本書は「世界天文年2009日本委員会公認」書籍に選ばれました。
アインシュタインの一般相対性理論は、現代物理学に欠かせない基礎である。それは、ブラックホール、曲がった時空、重力波、宇宙論などの豊かな話題を提供し、学ぶものすべてを魅了する。しかしこの学習には、微分幾何学の知識を身に付け,アインシュタイン方程式を導入しなければならない大きな壁があった。
本書は、学部のカリキュラムに一般相対性理論を取り入れ、物理専攻の可能性を持つすべての学生がこの基礎理論を学べるようにした、画期的な教科書である。高名な相対性理論物理学者のジェームス・ハートルは、科目へのアプローチとして「まずは物理を!」をかかげ、複雑な数学は最小限ですませながら物理現象への理論適用を説明し、一般相対性理論を取り組みやすいものしている。学生にとっては、学ぼうとしている重力物理学から始められ、難しい数学でつまずくことがなく理論を身につけられる。
2016年6月刊行、上巻350ページ、下巻343ページ。

著者について:
ジェームズ・B・ハートル
カリフォルニア大学サンタバーバラ校教授

訳者について:
牧野伸義
1966年生まれ。1994年、広島大学大学院理学研究科博士課程修了。現在、大分工業高等専門学校一般科理系教授。理学博士。


理数系書籍のレビュー記事は本書で321冊目。

今月26日に開催される日本物理学会2016年度公開講座 「一般相対性理論と宇宙 -重力波研究の最前線-」を受講するので、予習のつもりで読んでみた。この2週間は時間がとれず全く勉強できなかったのだが、なんとか上巻を読了。
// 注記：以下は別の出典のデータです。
//! 跟踪代理
//!
//! 每条到达跟踪队列的信封先按状态分类并上报到Job Store，然后原样转发到 `to`。
//! 上报失败只记录日志，绝不阻止转发。

use std::fmt;
use std::sync::Arc;

use chrono::{DateTime, Utc};
use jobservice_core::{config::TrackingConfig, JobResult};
use jobservice_dispatcher::TaskPublisher;
use jobservice_domain::{
    DependentJob, ForwardingPort, JobFailure, JobReporter, JobTaskId, MessageHeaders,
    MessagePublisher, RoutingMetadata, TaskMessage, TaskStatus, TrackingEvent,
    UNKNOWN_FAILURE_SOURCE,
};
use metrics::counter;
use serde_json::json;
use tracing::{debug, error, info, warn};

const TRACKING_WORKER_API_VERSION: u32 = 1;
const PROGRESS_UPDATE_FAILED: &str = "PROGRESS_UPDATE_FAILED";

#[derive(Debug, Clone, Copy, PartialEq, Eq)]
pub enum ReportKind {
    Complete,
    Progress,
    Retry,
    Rejected,
}

impl ReportKind {
    pub fn as_str(&self) -> &'static str {
        match self {
            ReportKind::Complete => "complete",
            ReportKind::Progress => "progress",
            ReportKind::Retry => "retry",
            ReportKind::Rejected => "rejected",
        }
    }
}

/// 无法分类的原因，分类被跳过但转发照常进行
#[derive(Debug, Clone, Copy, PartialEq, Eq)]
pub enum SkipReason {
    NoTrackingInfo,
    NoJobTaskId,
    NoTrackTo,
    NoDestination,
}

impl fmt::Display for SkipReason {
    fn fmt(&self, f: &mut fmt::Formatter<'_>) -> fmt::Result {
        let reason = match self {
            SkipReason::NoTrackingInfo => "the task message has no tracking info",
            SkipReason::NoJobTaskId => "the tracking info has no jobTaskId",
            SkipReason::NoTrackTo => "the tracking info has no trackTo pipe",
            SkipReason::NoDestination => "the task message has no destination",
        };
        f.write_str(reason)
    }
}

#[derive(Debug, Clone, PartialEq, Eq)]
pub enum Classification {
    Complete,
    /// 目前无法得知真实进度，固定上报0
    Progress {
        percentage: u32,
    },
    Retry {
        detail: String,
    },
    Rejected {
        failure: JobFailure,
    },
}

impl Classification {
    pub fn kind(&self) -> ReportKind {
        match self {
            Classification::Complete => ReportKind::Complete,
            Classification::Progress { .. } => ReportKind::Progress,
            Classification::Retry { .. } => ReportKind::Retry,
            Classification::Rejected { .. } => ReportKind::Rejected,
        }
    }
}

#[derive(Debug, Clone, Copy, PartialEq, Eq)]
pub enum ClassificationOutcome {
    Reported(ReportKind),
    Skipped(SkipReason),
}

#[derive(Debug, Clone, PartialEq, Eq)]
pub enum ProxyOutcome {
    /// 信封已转发到目的地
    Forwarded {
        destination: String,
        classification: ClassificationOutcome,
    },
    /// 没有 `to`，无处可转发
    Undeliverable {
        classification: ClassificationOutcome,
    },
    /// 跟踪事件的进度已上报
    Completed,
    ProgressUpdateFailed(String),
}

/// 根据任务状态、`trackTo == to` 和路由头决定上报动作
pub fn classify(
    message: &TaskMessage,
    routing: &RoutingMetadata,
    now: DateTime<Utc>,
) -> Result<(JobTaskId, Classification), SkipReason> {
    let tracking = message.tracking.as_ref().ok_or(SkipReason::NoTrackingInfo)?;
    let job_task_id = tracking.parsed_job_task_id().ok_or(SkipReason::NoJobTaskId)?;
    let track_to = tracking.track_to.as_deref().ok_or(SkipReason::NoTrackTo)?;
    let to = message.to.as_deref().ok_or(SkipReason::NoDestination)?;

    let classification = if message.task_status.is_success_path() {
        if track_to.eq_ignore_ascii_case(to) {
            Classification::Complete
        } else {
            Classification::Progress { percentage: 0 }
        }
    } else {
        let retries = routing.retry_count;
        match &routing.rejected_reason {
            Some(reason) => Classification::Rejected {
                failure: JobFailure {
                    failure_id: message.task_id.clone(),
                    failure_time: now,
                    failure_source: failure_source(message),
                    failure_message: format!(
                        "{reason}. Execution of this job task was retried {retries} times."
                    ),
                },
            },
            None => Classification::Retry {
                detail: format!(
                    "This job task encountered a problem and will be retried. This will be retry attempt number {retries} for this job task."
                ),
            },
        }
    };

    Ok((job_task_id, classification))
}

fn failure_source(message: &TaskMessage) -> String {
    message
        .source_info
        .as_ref()
        .map(|source| source.name.clone())
        .unwrap_or_else(|| UNKNOWN_FAILURE_SOURCE.to_string())
}

pub struct TrackingProxy {
    reporter: Arc<dyn JobReporter>,
    forwarder: Arc<dyn ForwardingPort>,
    task_publisher: Arc<TaskPublisher>,
    result_publisher: Arc<dyn MessagePublisher>,
    worker_name: String,
    output_queue: String,
}

impl TrackingProxy {
    pub fn new(
        reporter: Arc<dyn JobReporter>,
        forwarder: Arc<dyn ForwardingPort>,
        task_publisher: Arc<TaskPublisher>,
        result_publisher: Arc<dyn MessagePublisher>,
        config: &TrackingConfig,
        output_queue: impl Into<String>,
    ) -> Self {
        Self {
            reporter,
            forwarder,
            task_publisher,
            result_publisher,
            worker_name: config.worker_name.clone(),
            output_queue: output_queue.into(),
        }
    }

    /// 处理一条信封
    ///
    /// 只有转发失败会返回错误，调用方应将消息重新入队。
    pub async fn handle(
        &self,
        message: &TaskMessage,
        headers: &MessageHeaders,
    ) -> JobResult<ProxyOutcome> {
        if let Some(event) = self.tracking_event(message) {
            return Ok(self.handle_tracking_event(message, event).await);
        }

        let classification = self.report(message, headers).await;

        let Some(destination) = message.to.as_deref() else {
            error!("任务 {} 没有目的地，无法转发", message.task_id);
            counter!("jobservice_tracking_undeliverable_total").increment(1);
            return Ok(ProxyOutcome::Undeliverable { classification });
        };

        debug!("转发任务 {} 到 {}", message.task_id, destination);
        self.forwarder.forward(destination, message, headers).await?;
        counter!("jobservice_tracking_forwarded_total").increment(1);

        Ok(ProxyOutcome::Forwarded {
            destination: destination.to_string(),
            classification,
        })
    }

    fn tracking_event(&self, message: &TaskMessage) -> Option<TrackingEvent> {
        if message.task_classifier != self.worker_name {
            return None;
        }
        serde_json::from_slice(&message.task_data).ok()
    }

    async fn report(&self, message: &TaskMessage, headers: &MessageHeaders) -> ClassificationOutcome {
        let routing = headers.routing_metadata();
        let (job_task_id, classification) = match classify(message, &routing, Utc::now()) {
            Ok(classified) => classified,
            Err(reason) => {
                warn!(
                    "无法上报任务 {} 的进度 - {}",
                    message.task_id, reason
                );
                counter!("jobservice_tracking_skipped_total").increment(1);
                return ClassificationOutcome::Skipped(reason);
            }
        };

        let kind = classification.kind();
        let result = match classification {
            Classification::Complete => self.reporter.report_complete(&job_task_id).await,
            Classification::Progress { percentage } => self
                .reporter
                .report_progress(&job_task_id, percentage)
                .await
                .map(|_| Vec::new()),
            Classification::Retry { detail } => self
                .reporter
                .report_retry(&job_task_id, &detail)
                .await
                .map(|_| Vec::new()),
            Classification::Rejected { failure } => self
                .reporter
                .report_rejected(&job_task_id, &failure)
                .await
                .map(|_| Vec::new()),
        };

        counter!("jobservice_tracking_reports_total", "kind" => kind.as_str()).increment(1);
        match result {
            Ok(dependents) => self.publish_dependents(dependents).await,
            Err(e) => {
                warn!(
                    "向Job Database上报任务 {} ({}) 失败: {}",
                    message.task_id, job_task_id, e
                );
                let transient = if e.is_transient() { "true" } else { "false" };
                counter!("jobservice_tracking_report_failures_total", "transient" => transient)
                    .increment(1);
            }
        }

        ClassificationOutcome::Reported(kind)
    }

    async fn publish_dependents(&self, dependents: Vec<DependentJob>) {
        for job in dependents {
            match self
                .task_publisher
                .publish(&job.partition_id, &job.job_id, &job.task)
                .await
            {
                Ok(()) => info!("前置作业已完成，作业 {}:{} 已开始执行", job.partition_id, job.job_id),
                Err(e) => error!(
                    "发布后续作业 {}:{} 失败: {}",
                    job.partition_id, job.job_id, e
                ),
            }
        }
    }

    async fn handle_tracking_event(&self, message: &TaskMessage, event: TrackingEvent) -> ProxyOutcome {
        let job_task_id = JobTaskId::from_message_id(&event.job_task_id);
        let percentage = event.estimated_percentage_completed.min(100);

        match self.reporter.report_progress(&job_task_id, percentage).await {
            Ok(()) => ProxyOutcome::Completed,
            Err(e) => {
                warn!("向Job Database上报任务进度失败: {}", e);
                let description = e.to_string();
                self.publish_failure_result(message, &description).await;
                ProxyOutcome::ProgressUpdateFailed(description)
            }
        }
    }

    async fn publish_failure_result(&self, message: &TaskMessage, description: &str) {
        let data = json!({
            "status": PROGRESS_UPDATE_FAILED,
            "failureDescription": description,
        });

        let mut result = TaskMessage::new_task(
            message.task_id.clone(),
            self.worker_name.clone(),
            TRACKING_WORKER_API_VERSION,
            data.to_string().into_bytes(),
        );
        result.task_status = TaskStatus::ResultFailure;
        result.to = Some(self.output_queue.clone());
        result.correlation_id = message.correlation_id.clone();

        let published = match result.to_vec() {
            Ok(payload) => {
                self.result_publisher
                    .publish(&self.output_queue, &payload, &MessageHeaders::new())
                    .await
            }
            Err(e) => Err(e),
        };
        if let Err(e) = published {
            error!("发布跟踪事件的失败结果到 {} 失败: {}", self.output_queue, e);
        }
    }
}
特殊相対論の部分はさておき、一般相対論の教科書なので難しいのを覚悟して読み始めたわけだが、意外なほど易しくてとっつきやすい。図版が豊富で「新しい教科書」の雰囲気に満ちている。思わず「ファインマン物理学の第1巻、力学並みに易しい。」とツイートしてしまったくらいだ。でも易しいのは第6章あたりまでである。第7章からは適度に難しくなり、自分にはちょうどよい感じに思えてきた。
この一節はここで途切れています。